The largest spam attack ever tracked wound down Aug. 9 after delivering enough big, fat PDF files to increase total spam size 445 percent in one day, according to Postini, a hosted e-mail filtering company thats been tracking the attack since it started Aug. 7.
Postini tracked a 53 percent jump in spam volume from the day before the attack started to the day it launched, according to Senior Marketing Manger Adam Swidler, in San Carlos, Calif.
Why it stopped is a mystery, but more than likely it wound down because it was a spam run being conducted on a rented bot network, Swidler said. “Presumably … [the] rental time ran out,” he said.
How much would renting that botnet have cost? PandaLabs recently released research into the malware market. It suggested one scenario in which a criminal could buy a Trojan for $500, a 1 million-address mailing list for about $100, a $20 encryption program, and a $500 spamming server. The total outlay in this theoretical example would be $1,120. (For PandaLabs screen grabs showing what the market looks like, check out the slideshow.

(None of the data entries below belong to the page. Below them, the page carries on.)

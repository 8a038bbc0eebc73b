use std::string::FromUtf8Error;

use serde::{Deserialize, Serialize};
use thiserror::Error;
use txserde_core::{
    format_time_string, parse_amount, FieldMapper, ParseError, Transaction, TransactionLike,
};

use crate::parse::{parse_csv, parse_metadata};
use crate::LayoutOptions;

#[derive(Debug, Clone, PartialEq, Eq, Serialize, Deserialize)]
#[serde(default)]
pub struct CsvOptions {
    /// Whether the first row names the columns.
    pub headers: bool,
    /// Lines to drop before the header row.
    pub skip_rows: usize,
    pub layouts: LayoutOptions,
}

impl Default for CsvOptions {
    fn default() -> Self {
        Self {
            headers: true,
            skip_rows: 0,
            layouts: LayoutOptions::default(),
        }
    }
}

#[derive(Error, Debug)]
pub enum CsvError {
    #[error("Invalid CSV data: {0}")]
    InvalidData(String),
    #[error("Could not parse amount: '{0}'")]
    InvalidAmount(String),
    #[error(transparent)]
    Parse(#[from] ParseError),
    #[error("CSV error: {0}")]
    Csv(#[from] csv::Error),
    #[error("IO error: {0}")]
    Io(#[from] std::io::Error),
    #[error("Output is not UTF-8: {0}")]
    Utf8(#[from] FromUtf8Error),
}

/// Deserialises CSV whose columns are named after transaction fields.
pub fn deserialise(input: &str) -> Result<Vec<Transaction>, CsvError> {
    deserialise_with(input, &CsvOptions::default(), &FieldMapper::default())
}

/// Deserialises CSV, mapping each row through `mapper`.
///
/// Rows without a date or an amount are skipped. An amount that is present but
/// not numeric fails the whole input, as does a date or time column that no
/// single layout can read.
pub fn deserialise_with(
    input: &str,
    options: &CsvOptions,
    mapper: &FieldMapper,
) -> Result<Vec<Transaction>, CsvError> {
    let parsed = parse_csv(input, options.headers, options.skip_rows);
    if !parsed.errors.is_empty() {
        tracing::debug!(errors = ?parsed.errors, "CSV tokenizer reported problems");
        if parsed.data.is_empty() {
            return Err(CsvError::InvalidData(parsed.errors.join("; ")));
        }
    }

    let mut transactions = Vec::new();
    let mut dates = Vec::new();
    let mut times: Vec<(usize, String)> = Vec::new();

    for (row, record) in parsed.data.iter().enumerate() {
        let TransactionLike {
            date,
            time,
            amount,
            payee,
            description,
            category,
            metadata,
        } = mapper.map(record);

        let (Some(date), Some(amount)) = (date, amount) else {
            tracing::debug!(row, "Skipping row without date or amount");
            continue;
        };

        let amount = parse_amount(&amount).ok_or(CsvError::InvalidAmount(amount))?;

        let metadata = metadata.and_then(|text| {
            let parsed = parse_metadata(&text);
            if parsed.is_none() {
                tracing::debug!(row, "Dropping metadata that is not a JSON object");
            }
            parsed
        });

        if let Some(time) = time {
            times.push((transactions.len(), time));
        }
        dates.push(date);
        transactions.push(Transaction {
            date: None,
            time: None,
            amount: Some(amount),
            payee,
            description,
            category,
            metadata,
        });
    }

    let parsed_dates = options.layouts.parse_dates(&dates)?;
    for (transaction, date) in transactions.iter_mut().zip(parsed_dates) {
        transaction.date = Some(date);
    }

    if !times.is_empty() {
        let (indices, values): (Vec<usize>, Vec<String>) = times.into_iter().unzip();
        let parsed_times = options.layouts.parse_times(&values)?;
        for (index, time) in indices.into_iter().zip(parsed_times) {
            transactions[index].time = Some(time);
        }
    }

    Ok(transactions)
}

const COLUMNS: [&str; 7] = ["date", "amount", "payee", "description", "category", "time", "metadata"];

/// Serialises transactions to CSV with a header row.
///
/// Undated transactions are skipped. Only columns that some written row
/// carries are emitted, in a fixed order. Every cell is quoted except those
/// of the `amount` column, header included.
pub fn serialise(transactions: &[Transaction]) -> Result<String, CsvError> {
    let dated: Vec<&Transaction> = transactions.iter().filter(|t| t.date.is_some()).collect();

    let cells = |t: &Transaction| -> [Option<String>; 7] {
        [
            t.date.map(|d| d.format("%Y-%m-%d").to_string()),
            t.amount.map(|a| a.to_string()),
            t.payee.clone(),
            t.description.clone(),
            t.category.clone(),
            t.time.map(format_time_string),
            t.metadata
                .as_ref()
                .map(|m| serde_json::Value::Object(m.clone()).to_string()),
        ]
    };
    let rows: Vec<[Option<String>; 7]> = dated.iter().map(|&t| cells(t)).collect();

    let present: Vec<usize> = (0..COLUMNS.len())
        .filter(|&i| rows.iter().any(|row| row[i].is_some()))
        .collect();

    let encode = |column: usize, cell: &str| -> Result<String, CsvError> {
        if COLUMNS[column] == AMOUNT_COLUMN {
            Ok(cell.to_string())
        } else {
            quoted(cell)
        }
    };

    // Cells arrive already encoded, so the row writer must not quote again.
    let mut writer = csv::WriterBuilder::new()
        .quote_style(csv::QuoteStyle::Never)
        .terminator(csv::Terminator::Any(b'\n'))
        .from_writer(Vec::new());

    let header = present
        .iter()
        .map(|&i| encode(i, COLUMNS[i]))
        .collect::<Result<Vec<_>, _>>()?;
    writer.write_record(&header)?;
    for row in &rows {
        let record = present
            .iter()
            .map(|&i| encode(i, row[i].as_deref().unwrap_or_default()))
            .collect::<Result<Vec<_>, _>>()?;
        writer.write_record(&record)?;
    }

    let bytes = writer.into_inner().map_err(|e| e.into_error())?;
    let mut output = String::from_utf8(bytes)?;
    if output.ends_with('\n') {
        output.pop();
    }
    Ok(output)
}

const AMOUNT_COLUMN: &str = "amount";

/// One field, always quoted, with embedded quotes doubled.
fn quoted(value: &str) -> Result<String, CsvError> {
    let mut writer = csv::WriterBuilder::new()
        .quote_style(csv::QuoteStyle::Always)
        .from_writer(Vec::new());
    writer.write_field(value)?;
    let bytes = writer.into_inner().map_err(|e| e.into_error())?;
    Ok(String::from_utf8(bytes)?)
}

The attack entails a straightforward pump-and-dump spam scam with no virus payload. Experts at SophosLabs said they had detected around 500 million e-mails with PDFs that recommend buying the stock of Prime Time Group.
Click here to view an eWEEK slideshow on how the gullible get sucked into “scam-spam.”
Writing on the Sophos blog Aug. 8, SophosLabs Director Mark Harris noted that the PDF is actually 10 pages long. Toward the end of the file it contains random characters, which Harris suggested might be an attempt to fool simple checksum detection.
Prime Time, the subject of the stock pump, did see its stock rise 60 percent as of Aug. 8. It was up 20 percent as of Aug. 9, compared with its pre-spam scam price.
The stock fluctuation clearly shows that pump-and-dump scams work. “Taking a look at the stock price shows why these campaigns continue,” Harris wrote in his posting. “The share price of this particular company has risen by 60 percent since [Aug. 3], so while recipients of this type of spam continue to try and profit on these Tips stock, spam will continue.”
Pump-and-dump scams are a numbers game, Swidler said. While there are people who might well believe whatever the spam author tells them as to the value of the stock, there are also plenty of people who know what the spammer is up to and just decide to ride along, buying stock and then hoping to ride the increase and then cash out before the stock gets dumped en masse, he said.
To read more about why we click on spam, click here.
The spammers might be long gone by now, in fact. “The stock was up 20 percent [Aug. 7],” Swidler said. “The spammers might have gotten out when they made 10 percent profit.”
Postini is also tracking a prolonged virus attack that started July 16 and is still under way. Ninety-nine percent of the activity can be traced to delivery of the Storm worm.
The Storm worm, aka the Peacomm Trojan, initially wreaked havoc via a massive spam e-mail attack in January, and then in February spawned a variant that used instant-messaging platforms to spread.
During the week of April 9, researchers noted the return of the Storm worm, as more than 2 million spam e-mails arrived carrying the latest variant. The initial wave of spam used recent real or fake news headlines to convince users to execute malicious files, while the later Storm surge used e-mail subject lines claiming “Trojan Detected!” or “Worm Activity Detected!”
Postini has seen about 715 million e-mail messages—or about 30 million daily—carrying the Storm worm since this most recent attack began. Thats about 30 times the amount of Storm e-mail messages tracked prior to this particular attack. Now ongoing is a blended attack: instead of attaching the virus as a payload, the e-mail points to a site thats hosting malware, which then gets downloaded to the victims system.
If youre wondering what the spam scam attack and the Storm attack have in common, its the rise of the botnet thats at the bottom of both, Swidler said.
Read here about the new tool Symantic is using to bat botnets.
“[Botnets are a] big reason, if not the primary reason, why spam is up so dramatically,” he said. “Its up 51 percent over the beginning of 2007. Since September 2006, the volume has increased 161 percent.”
Specifically, botnets are responsible for both sending out the spam e-mail and for sending the viruses that infect systems and make them easy prey for being recruited as bots into bot networks, he said.
Postini thinks it will get worse, given the upcoming holiday season and the traditional spike in people going online to do their holiday shopping, Swidler said.